## Try it
Only lines containing "NonZeroUsize" are wanted from the data below. Copy those lines.

[Collected data]
-----

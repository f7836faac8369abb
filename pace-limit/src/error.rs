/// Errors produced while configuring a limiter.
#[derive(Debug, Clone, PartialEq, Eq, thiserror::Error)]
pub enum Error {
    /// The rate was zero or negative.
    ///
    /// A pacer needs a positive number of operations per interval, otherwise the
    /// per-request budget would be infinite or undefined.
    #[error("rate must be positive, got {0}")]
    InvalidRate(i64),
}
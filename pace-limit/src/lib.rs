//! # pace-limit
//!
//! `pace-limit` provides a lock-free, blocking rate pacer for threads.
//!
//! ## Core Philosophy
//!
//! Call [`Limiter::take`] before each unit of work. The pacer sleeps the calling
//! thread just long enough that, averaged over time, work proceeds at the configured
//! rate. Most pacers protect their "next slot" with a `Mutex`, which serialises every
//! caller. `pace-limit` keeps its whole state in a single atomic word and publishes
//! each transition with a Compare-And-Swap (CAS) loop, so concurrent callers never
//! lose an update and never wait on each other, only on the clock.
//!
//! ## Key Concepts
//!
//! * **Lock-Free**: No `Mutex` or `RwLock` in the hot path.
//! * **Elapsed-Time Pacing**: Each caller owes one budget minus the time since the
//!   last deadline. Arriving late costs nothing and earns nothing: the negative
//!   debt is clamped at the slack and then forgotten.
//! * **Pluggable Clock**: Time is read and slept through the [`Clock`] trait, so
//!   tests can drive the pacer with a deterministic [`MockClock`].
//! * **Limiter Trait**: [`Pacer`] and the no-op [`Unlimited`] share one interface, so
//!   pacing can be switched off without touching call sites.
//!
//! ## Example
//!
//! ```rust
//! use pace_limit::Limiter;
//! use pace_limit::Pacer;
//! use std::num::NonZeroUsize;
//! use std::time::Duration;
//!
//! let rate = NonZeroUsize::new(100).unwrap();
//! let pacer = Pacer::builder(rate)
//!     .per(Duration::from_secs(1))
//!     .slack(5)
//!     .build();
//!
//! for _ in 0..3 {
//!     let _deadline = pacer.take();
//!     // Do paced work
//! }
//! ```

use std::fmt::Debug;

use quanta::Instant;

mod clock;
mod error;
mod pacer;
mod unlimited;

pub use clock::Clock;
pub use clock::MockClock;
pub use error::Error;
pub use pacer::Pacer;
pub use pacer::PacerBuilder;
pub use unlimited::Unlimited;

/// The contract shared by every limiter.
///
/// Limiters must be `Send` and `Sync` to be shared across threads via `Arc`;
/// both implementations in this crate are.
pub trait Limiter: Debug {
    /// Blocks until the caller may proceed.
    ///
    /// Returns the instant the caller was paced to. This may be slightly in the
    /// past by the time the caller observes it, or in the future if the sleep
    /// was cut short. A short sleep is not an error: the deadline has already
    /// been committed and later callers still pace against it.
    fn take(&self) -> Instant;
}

-----

## Result for this exercise
//! use std::num::NonZeroUsize;
//! let rate = NonZeroUsize::new(100).unwrap();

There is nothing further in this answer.